The results always contain things like the download site for Adobe Acrobat, Flash, Quicktime, and so on. I hope nobody ever tries to launch a serious on-line business named "Click Here." They'd never make it onto the first page!
More recently I've discovered that the query is even more entertaining on the big news search engines:
Can you tell it's Friday? :-)
Posted by jzawodn at May 06, 2005 12:33 PM
Oh, dude, I'm so with you! A friend of mine sent me a link to this because of my previous blog entries:
http://travis.pettijohn.com/blog/comments.php?entry=258
http://travis.pettijohn.com/blog/comments.php?entry=259
Of course, now "on Google," "on Yahoo!," "on Google News," and "on Yahoo! News" are now a little bit more like "click here." ;-)
When I saw the sponsored links for "Click Here", on both Yahoo and Google, I laughed. Turns out, that's the title of a real book, "Click Here: To Find Out How I Survived Seventh Grade", about a seventh grader whose private blog shows up on the school intranet. I wondor if the author (or their publisher) thought about the SEM implications of their title choice?
What do you mean not make it onto the first page? I thought Yahoo's premium search plan allows a business to pay Yahoo/Google money to get on the first page regardless.
Maybe i'm tripping..
Yeah, that is stupid when the page in question is being viewed on some form of mobile device, and it becomes ridiculous when it's read aloud by some form of speech browser.
Searching for 'exit' on Google and Yahoo brings the same top three sites:
Google, Yahoo and Disney
Reason? Check the warning page of most porn sites.
90% will have an 'exit' link, just after the disclaimer, linking to either Google, Yahoo or Disney.
A lot of documents are looking for titles:
http://www.google.com/search?hl=en&q=untitle+document&btnG=Google+Search
http://search.yahoo.com/search?p=untitle+document&sm=Yahoo%21+Search&fr=FP-tab-web-t&toggle=1
A lot of documents are looking for titles:
http://www.google.com/search?hl=en&q=untitled+document&btnG=Google+Search
http://search.yahoo.com/search?p=untitled+document&sm=Yahoo%21+Search&fr=FP-tab-web-t&toggle=1
Jeremy:
Is your blog syndicated now? :-) Looks kinda seedy, they are taking your entire post
http://www.webpronews.com/news/ebusinessnews/wpn-45-20050507HowMuchDoesAnchorTextMatter.html
That also illustrates the need for some usability education.
http://josephlindsay.com/archives/2004/12/02/usability-irony/
I have taken the opposing viewpoint in "'Click Here' Is Not A Bad Thing"
http://jonaquino.blogspot.com/2005/05/click-here-is-not-bad-thing.html
it's just google's way of ranking pages in part on how many other sites link to a particular page...
i really like the observation porn sites driving disney, yahoo, and the like to the top results for "exit" though. :) but someone needs to explain to me how desktop.google.com got the 4th result?!
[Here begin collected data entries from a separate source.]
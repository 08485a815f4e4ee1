// DOM contract shared by mounting and the surface writer.

// Card markup
pub const AUTO_MOUNT_SELECTOR: &str = "[data-perspective-card]";
pub const TRANSFORMER_SELECTOR: &str = ".card__transformer";
pub const SHINE_SELECTOR: &str = ".card__shine";

// State classes
pub const HOVER_CLASS: &str = "card--over";
pub const ENLARGED_CLASS: &str = "card--enlarged";
pub const BACKDROP_CLASS: &str = "card-backdrop";

// Layering for the enlarged presentation
pub const ENLARGED_Z_INDEX: &str = "1000";
pub const BACKDROP_Z_INDEX: &str = "999";

// Visibility observer
pub const VISIBILITY_THRESHOLD: f64 = 0.1;
pub const VISIBILITY_ROOT_MARGIN: &str = "0%";

// Lifecycle events dispatched on the card element
pub const ENLARGED_EVENT: &str = "perspective-card:enlarged";
pub const COLLAPSED_EVENT: &str = "perspective-card:collapsed";

pub const CANCEL_KEY: &str = "Escape";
i completely disagree with jon (above) with this.
from an accessibility standpoint, the anchor text "click here" does nothing to describe what the user 'wins' when they click there. you shouldn't need to look at anything but the hyperlinked text to know exactly what you're gonna get.
Instead of using:
"This site requires the Zingbat plugin. _Click Here_ to download it"
a better way would be:
"This site requires the _Zingbat plugin_.
(or even hyperlink the entire sentence)
with a link title something like "Download the Zingbat plugin"
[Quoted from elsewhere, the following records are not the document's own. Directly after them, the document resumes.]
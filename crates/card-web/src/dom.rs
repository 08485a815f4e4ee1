use crate::constants::*;
use card_core::{CardConfig, Layout, Rect};
use glam::DVec2;
use wasm_bindgen::JsCast;
use web_sys as web;

#[inline]
pub fn window_document() -> Option<web::Document> {
    web::window().and_then(|w| w.document())
}

/// Look up a required descendant; mounting fails without it.
pub fn required_child(root: &web::HtmlElement, selector: &str) -> anyhow::Result<web::HtmlElement> {
    root.query_selector(selector)
        .map_err(|e| anyhow::anyhow!("{:?}", e))?
        .ok_or_else(|| anyhow::anyhow!("missing {selector}"))?
        .dyn_into::<web::HtmlElement>()
        .map_err(|_| anyhow::anyhow!("{selector} is not an HTML element"))
}

/// Options come from `data-*` attributes, e.g. `data-zoom-size="60"`.
pub fn read_config(element: &web::HtmlElement) -> CardConfig {
    CardConfig::from_lookup(|name| element.get_attribute(&format!("data-{name}")))
}

pub fn element_rect(element: &web::HtmlElement) -> Rect {
    let r = element.get_bounding_client_rect();
    Rect::new(r.left(), r.top(), r.width(), r.height())
}

pub fn viewport_size() -> DVec2 {
    let Some(w) = web::window() else {
        return DVec2::ZERO;
    };
    let width = w.inner_width().ok().and_then(|v| v.as_f64()).unwrap_or(0.0);
    let height = w.inner_height().ok().and_then(|v| v.as_f64()).unwrap_or(0.0);
    DVec2::new(width, height)
}

pub fn layout(element: &web::HtmlElement) -> Layout {
    Layout {
        card: element_rect(element),
        viewport: viewport_size(),
    }
}

#[inline]
pub fn set_style(element: &web::HtmlElement, property: &str, value: &str) {
    _ = element.style().set_property(property, value);
}

#[inline]
pub fn clear_style(element: &web::HtmlElement, property: &str) {
    _ = element.style().remove_property(property);
}

pub fn set_scroll_locked(locked: bool) {
    if let Some(body) = window_document().and_then(|d| d.body()) {
        if locked {
            set_style(&body, "overflow", "hidden");
        } else {
            clear_style(&body, "overflow");
        }
    }
}

/// Full-viewport layer behind an enlarged card.
pub fn create_backdrop() -> Option<web::HtmlElement> {
    let document = window_document()?;
    let el = document
        .create_element("div")
        .ok()?
        .dyn_into::<web::HtmlElement>()
        .ok()?;
    _ = el.class_list().add_1(BACKDROP_CLASS);
    set_style(&el, "position", "fixed");
    set_style(&el, "inset", "0");
    set_style(&el, "z-index", BACKDROP_Z_INDEX);
    document.body()?.append_child(&el).ok()?;
    Some(el)
}

pub fn dispatch(element: &web::HtmlElement, name: &str, card_id: u32) {
    let init = web::CustomEventInit::new();
    init.set_bubbles(true);
    init.set_detail(&card_id.into());
    match web::CustomEvent::new_with_event_init_dict(name, &init) {
        Ok(ev) => {
            _ = element.dispatch_event(&ev);
        }
        Err(e) => log::warn!("[dom] could not create {name}: {:?}", e),
    }
}
#![cfg(target_arch = "wasm32")]
//! Browser front-end: mounts perspective cards on DOM elements.
//!
//! Elements matching `[data-perspective-card]` are mounted on start. Script
//! callers can mount further elements with [`mount`] and tear them down with
//! [`CardHandle::destroy`] or [`destroy_all`].

mod constants;
mod dom;
mod events;
mod mounted;
mod scheduler;

use card_core::PointerArbiter;
use fnv::FnvHashMap;
use mounted::Mounted;
use std::cell::{Cell, RefCell};
use std::rc::Rc;
use wasm_bindgen::prelude::*;
use wasm_bindgen::JsCast;
use web_sys as web;

thread_local! {
    static CARDS: RefCell<FnvHashMap<u32, Rc<Mounted>>> = RefCell::new(FnvHashMap::default());
    static NEXT_ID: Cell<u32> = const { Cell::new(1) };
    // One claim shared by every enlargeable card on the page
    static ARBITER: PointerArbiter = PointerArbiter::new();
}

#[wasm_bindgen(start)]
pub fn start() -> Result<(), JsValue> {
    console_error_panic_hook::set_once();
    console_log::init_with_level(log::Level::Info).ok();
    log::info!("card-web starting");

    if let Err(e) = mount_all() {
        log::error!("auto-mount error: {:?}", e);
    }
    Ok(())
}

fn mount_all() -> anyhow::Result<()> {
    let document = dom::window_document().ok_or_else(|| anyhow::anyhow!("no document"))?;
    let nodes = document
        .query_selector_all(constants::AUTO_MOUNT_SELECTOR)
        .map_err(|e| anyhow::anyhow!("{:?}", e))?;
    for i in 0..nodes.length() {
        let Some(el) = nodes.get(i).and_then(|n| n.dyn_into::<web::HtmlElement>().ok()) else {
            continue;
        };
        if let Err(e) = mount_element(el) {
            log::warn!("[mount] skipped card: {e}");
        }
    }
    Ok(())
}

fn mount_element(element: web::HtmlElement) -> anyhow::Result<u32> {
    let id = NEXT_ID.with(|n| {
        let id = n.get();
        n.set(id.wrapping_add(1));
        id
    });
    let m = ARBITER.with(|arbiter| Mounted::mount(id, element, arbiter))?;
    CARDS.with(|cards| cards.borrow_mut().insert(id, m));
    Ok(id)
}

fn unmount(id: u32) -> bool {
    // Release the registry borrow before teardown dispatches anything
    let removed = CARDS.with(|cards| cards.borrow_mut().remove(&id));
    match removed {
        Some(m) => {
            m.teardown();
            true
        }
        None => false,
    }
}

/// Handle to a mounted card.
#[wasm_bindgen]
pub struct CardHandle {
    id: u32,
}

#[wasm_bindgen]
impl CardHandle {
    #[wasm_bindgen(getter)]
    pub fn id(&self) -> u32 {
        self.id
    }

    /// Detach the card. Returns false if it was already destroyed.
    pub fn destroy(&self) -> bool {
        unmount(self.id)
    }
}

/// Mount a card on `element`. The element needs `.card__transformer` and
/// `.card__shine` descendants.
#[wasm_bindgen]
pub fn mount(element: web::HtmlElement) -> Result<CardHandle, JsValue> {
    mount_element(element)
        .map(|id| CardHandle { id })
        .map_err(|e| JsValue::from_str(&e.to_string()))
}

/// Destroy every mounted card.
#[wasm_bindgen]
pub fn destroy_all() {
    let ids: Vec<u32> = CARDS.with(|cards| cards.borrow().keys().copied().collect());
    for id in ids {
        unmount(id);
    }
}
i make it a point to never use the phrase "click here" anywhere on a web page; and people who do use it should be lumped right into the ultra n00b category with those that use FrontPage and call themselves web designers.
Similarly, the market for "Contact Us" seems to be a closed shop. I still use it though, as I think people expect to see it and will be confused if they can't immediately find it. A classic example of the problem facing all SEO's, usability or SEO?.
BB
the anchor text is answer because some high pr sites are lower in google than some low pr sites.